Given information section start

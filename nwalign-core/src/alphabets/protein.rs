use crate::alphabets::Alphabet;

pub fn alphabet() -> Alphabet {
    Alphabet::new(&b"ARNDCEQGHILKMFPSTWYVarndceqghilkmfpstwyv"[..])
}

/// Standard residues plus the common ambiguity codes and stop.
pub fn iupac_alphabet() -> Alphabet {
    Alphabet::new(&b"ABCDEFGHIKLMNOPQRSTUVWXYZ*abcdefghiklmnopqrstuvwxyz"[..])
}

Given information section end

- [Try it]
Would you please reproduce the entries above word for word?

- [Final answer]
filename nwalign-core/src/alphabets/protein.rs
use crate::alphabets::Alphabet;

pub fn alphabet() -> Alphabet {
    Alphabet::new(&b"ARNDCEQGHILKMFPSTWYVarndceqghilkmfpstwyv"[..])
}

/// Standard residues plus the common ambiguity codes and stop.
pub fn iupac_alphabet() -> Alphabet {
    Alphabet::new(&b"ABCDEFGHIKLMNOPQRSTUVWXYZ*abcdefghiklmnopqrstuvwxyz"[..])
}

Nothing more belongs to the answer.